##Context Managers
This assignment's problem statement is formulated as follows:
For this project you have 4 files containing information about persons.
The files are:
personal_info.csv - personal information such as name, gender, etc. (one row per person)
vehicles.csv - what vehicle people own (one row per person)
employment.csv - where a person is employed (one row per person)
update_status.csv - when the person's data was created and last updated
Each file contains a key, SSN, which uniquely identifies a person.
This key is present in all four files.
You are guaranteed that the same SSN value is present in every file, and that it only appears once per file.
In addition, the files are all sorted by SSN, i.e. the SSN values appear in the same order in each file.
Goal 1
Your first task is to create iterators for each of the four files that contained cleaned up data, of the correct type (e.g. string, int, date, etc), and represented by a named tuple.
For now these four iterators are just separate, independent iterators.
Goal 2
Create a single iterable that combines all the columns from all the iterators.
The iterable should yield named tuples containing all the columns. Make sure that the SSN's across the files match!
All the files are guaranteed to be in SSN sort order, and every SSN is unique, and every SSN appears in every file.
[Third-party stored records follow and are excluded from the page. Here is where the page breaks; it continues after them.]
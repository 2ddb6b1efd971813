// Author: Dustin Pilgrim
// License: MIT

use std::path::Path;

use indexmap::IndexMap;
use serde::{Deserialize, Serialize};

use crate::ast::{StructuralEvent, Value};
use crate::error::{LtxError, Warning};
use crate::parser;

mod section;

pub use section::Section;

/// Parse an LTX file into a [`Document`].
///
/// The single entry point for on-disk input: a pure function of the file's
/// contents (plus any included files it transitively reads) at call time.
pub fn parse_document<P: AsRef<Path>>(path: P) -> Result<Document, LtxError> {
    Document::from_file(path)
}

/// A fully built LTX document: every section declared by the root file and
/// its transitive includes, queryable by name.
///
/// Sections live in an arena and the name table points at the live entry
/// for each name. A redeclared name gets a fresh arena entry while sections
/// that already resolved the earlier one keep their parent reference, so
/// inheritance keeps meaning what it meant at declaration time.
///
/// A `Document` is immutable once built and can be shared freely across
/// readers.
#[derive(Debug, Clone, Serialize, Deserialize)]
pub struct Document {
    sections: Vec<Section>,
    names: IndexMap<String, usize>,
    #[serde(skip)]
    warnings: Vec<Warning>,
}

impl Document {
    /// Load and build a document from an LTX file on disk.
    ///
    /// # Examples
    /// ```no_run
    /// # use ltx_cfg::Document;
    /// # fn main() -> Result<(), Box<dyn std::error::Error>> {
    /// let doc = Document::from_file("configs/system.ltx")?;
    /// for name in doc.section_names() {
    ///     println!("{}", name);
    /// }
    /// # Ok(())
    /// # }
    /// ```
    pub fn from_file<P: AsRef<Path>>(path: P) -> Result<Self, LtxError> {
        let path = path.as_ref();
        let (events, warnings) = parser::parse_file(path)?;
        Self::build(&events, path, warnings)
    }

    /// Parse in-memory text. Include paths resolve against the current
    /// directory.
    pub fn from_str(input: &str) -> Result<Self, LtxError> {
        let origin = Path::new("<input>");
        let (events, warnings) = parser::parse_str(input, origin)?;
        Self::build(&events, origin, warnings)
    }

    fn build(
        events: &[StructuralEvent],
        root: &Path,
        warnings: Vec<Warning>,
    ) -> Result<Self, LtxError> {
        let mut doc = Document {
            sections: Vec::new(),
            names: IndexMap::new(),
            warnings,
        };

        let mut cursor = None;
        doc.apply(events, root, &mut cursor)?;

        Ok(doc)
    }

    /// One linear walk over the flattened event sequence. `cursor` is the
    /// single assignment target across the whole stream, include nesting
    /// included; `file` tracks provenance per nesting level.
    fn apply(
        &mut self,
        events: &[StructuralEvent],
        file: &Path,
        cursor: &mut Option<usize>,
    ) -> Result<(), LtxError> {
        for event in events {
            match event {
                StructuralEvent::Include { path, events } => {
                    self.apply(events, path, cursor)?;
                }
                StructuralEvent::SectionStart { name, parents } => {
                    let mut resolved = Vec::with_capacity(parents.len());
                    for parent in parents {
                        match self.names.get(parent) {
                            Some(&idx) => resolved.push(idx),
                            None => {
                                return Err(LtxError::MissingParent {
                                    section: name.clone(),
                                    parent: parent.clone(),
                                    file: file.display().to_string(),
                                    hint: Some(
                                        "Parents must be declared before the sections that inherit them"
                                            .into(),
                                    ),
                                    code: Some(301),
                                });
                            }
                        }
                    }

                    if self.names.contains_key(name) {
                        let warning = Warning::DuplicateSection {
                            name: name.clone(),
                            file: file.to_path_buf(),
                        };
                        tracing::warn!("{}", warning);
                        self.warnings.push(warning);
                    }

                    let idx = self.sections.len();
                    self.sections
                        .push(Section::new(name.clone(), resolved, file.to_path_buf()));
                    self.names.insert(name.clone(), idx);
                    *cursor = Some(idx);
                }
                StructuralEvent::Assign { key, values } => {
                    let idx = match *cursor {
                        Some(idx) => idx,
                        None => {
                            // only reachable with a hand-built event stream
                            return Err(LtxError::IdentifierOutOfSection {
                                identifier: key.clone().unwrap_or_default(),
                                line: 0,
                                column: 0,
                                hint: None,
                                code: Some(202),
                            });
                        }
                    };

                    let section = &mut self.sections[idx];
                    let key = match key {
                        Some(key) => key.clone(),
                        None => section.len().to_string(),
                    };
                    let value = match values.len() {
                        0 => Value::Absent,
                        1 => Value::Scalar(values[0].clone()),
                        _ => Value::List(values.clone()),
                    };
                    section.set(key, value);
                }
            }
        }

        Ok(())
    }

    /// Look up a section by name. A redeclared name resolves to its latest
    /// declaration.
    pub fn section(&self, name: &str) -> Option<&Section> {
        self.names.get(name).map(|&idx| &self.sections[idx])
    }

    pub fn has_section(&self, name: &str) -> bool {
        self.names.contains_key(name)
    }

    /// Live section names in declaration order.
    pub fn section_names(&self) -> impl Iterator<Item = &str> {
        self.names.keys().map(String::as_str)
    }

    /// Live sections in declaration order.
    pub fn sections(&self) -> impl Iterator<Item = &Section> {
        self.names.values().map(|&idx| &self.sections[idx])
    }

    pub fn len(&self) -> usize {
        self.names.len()
    }

    pub fn is_empty(&self) -> bool {
        self.names.is_empty()
    }

    /// Recoverable conditions collected while parsing and building.
    pub fn warnings(&self) -> &[Warning] {
        &self.warnings
    }

    pub(crate) fn section_at(&self, idx: usize) -> &Section {
        &self.sections[idx]
    }
}
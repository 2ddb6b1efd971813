use std::fs;
use std::path::{Component, Path, PathBuf};

use super::{events, ParseSession, Parser};
use crate::ast::StructuralEvent;
use crate::error::{LtxError, Warning};
use crate::lexer::TokenKind;
use crate::utils;

/// Read, decode and parse one file, guarding against include cycles. Both
/// the top-level file and every include candidate come through here.
pub(super) fn parse_one_file(
    path: &Path,
    session: &mut ParseSession,
) -> Result<Vec<StructuralEvent>, LtxError> {
    tracing::debug!(path = %path.display(), "parsing LTX file");

    let identity = file_identity(path);
    if session.expanding.contains(&identity) {
        return Err(LtxError::CyclicInclude {
            path: path.display().to_string(),
            chain: session
                .expanding
                .iter()
                .map(|p| p.display().to_string())
                .collect(),
            hint: Some("Remove the include that closes the loop".into()),
            code: Some(204),
        });
    }

    let bytes = fs::read(path).map_err(|e| LtxError::File {
        message: format!("Failed to read file: {}", e),
        path: path.display().to_string(),
        hint: Some("Check that the file exists and is readable".into()),
        code: Some(401),
    })?;
    let text = utils::decode_ltx_bytes(&bytes);

    session.expanding.push(identity);
    let result = Parser::new(&text, path)
        .and_then(|mut parser| events::parse_events(&mut parser, session));
    session.expanding.pop();

    result
}

/// Expand one `#include` directive; the `#include` token has already been
/// consumed. Missing candidates are warned about and skipped, never fatal.
pub(super) fn parse_include(
    parser: &mut Parser,
    session: &mut ParseSession,
    events: &mut Vec<StructuralEvent>,
) -> Result<(), LtxError> {
    let tok = parser.bump()?;
    if tok.kind != TokenKind::QuotedString {
        return Err(LtxError::ExpectedToken {
            expected: "quoted path after #include".into(),
            found: format!("{:?}", tok.kind),
            line: tok.line,
            column: tok.column,
            hint: None,
            code: Some(201),
        });
    }

    // include paths are written with backslash separators
    let raw = tok.unquoted().replace('\\', "/");
    let base = match parser.path.parent() {
        Some(dir) => dir.to_path_buf(),
        None => PathBuf::from("."),
    };
    let target = base.join(&raw);

    let is_glob = raw.contains('*') || raw.contains('?');
    let candidates = if is_glob {
        expand_glob(&target)
    } else {
        vec![target.clone()]
    };

    if is_glob && candidates.is_empty() {
        session.warn(Warning::MissingInclude { path: target });
        return Ok(());
    }

    for candidate in candidates {
        if candidate.exists() {
            let nested = parse_one_file(&candidate, session)?;
            events.push(StructuralEvent::Include {
                path: candidate,
                events: nested,
            });
        } else {
            session.warn(Warning::MissingInclude { path: candidate });
        }
    }

    Ok(())
}

/// The identity tracked by the cycle guard: the canonical path when the
/// file resolves, the joined path otherwise.
fn file_identity(path: &Path) -> PathBuf {
    fs::canonicalize(path).unwrap_or_else(|_| path.to_path_buf())
}

/// Expand wildcard path components against the filesystem; matches come
/// back sorted lexicographically.
fn expand_glob(pattern: &Path) -> Vec<PathBuf> {
    let mut prefixes = vec![PathBuf::new()];

    for component in pattern.components() {
        match component {
            Component::Normal(part) => {
                let part = part.to_string_lossy().to_string();
                if part.contains('*') || part.contains('?') {
                    let mut next = Vec::new();
                    for prefix in &prefixes {
                        let dir = if prefix.as_os_str().is_empty() {
                            Path::new(".")
                        } else {
                            prefix.as_path()
                        };
                        if let Ok(entries) = fs::read_dir(dir) {
                            for entry in entries.flatten() {
                                let name = entry.file_name();
                                if utils::wildcard_match(&name.to_string_lossy(), &part) {
                                    next.push(prefix.join(&name));
                                }
                            }
                        }
                    }
                    prefixes = next;
                } else {
                    for prefix in &mut prefixes {
                        prefix.push(&part);
                    }
                }
            }
            other => {
                for prefix in &mut prefixes {
                    prefix.push(other.as_os_str());
                }
            }
        }
    }

    prefixes.retain(|p| p.exists());
    prefixes.sort();
    prefixes
}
Make sure the SSN is not repeated 4 times - one time per row is enough!
Goal 3
Next, you want to identify any stale records, where stale simply means the record has not been updated since 3/1/2017 (e.g. last update date < 3/1/2017). Create an iterator that only contains current records (i.e. not stale) based on the last_updated field from the status_update file.
Goal 4
Find the largest group of car makes for each gender.
Possibly more than one such group per gender exists (equal sizes).
In sess 14 assignment.ipynb:
cast() : function is a helper function to cast a given value to given data type.
personal_info_iterator() : a lazy csv file reader that extracts the personal info corresponding to each SSN and converts into named tuple.
update_status_iterator() : a lazy csv file reader that extracts the update status corresponding to each SSN
and converts into named tuple.
emp_status_iterator() : a lazy csv file reader that extracts the employment status corresponding to each SSN and converts into named tuple.
vehicles_iterator() : a lazy csv file reader that extracts the vehicle details owned by each SSN and converts into named tuple.
- SSNDetails class implements function init, iter and has a subclass SSNIterator that implements required functions init, iter, next and helper function merge is implemented.
- SSNLatestDetails class implements function init, iter and has a subclass SSNIterator that implements required functions init, iter, next and helper function merge is implemented. The next function iterates and only selects entries that are updated on or after 1st March 2017.
- Last section fulfills the Goal 4 of finding the vehicle makes owned the most by Males and Females.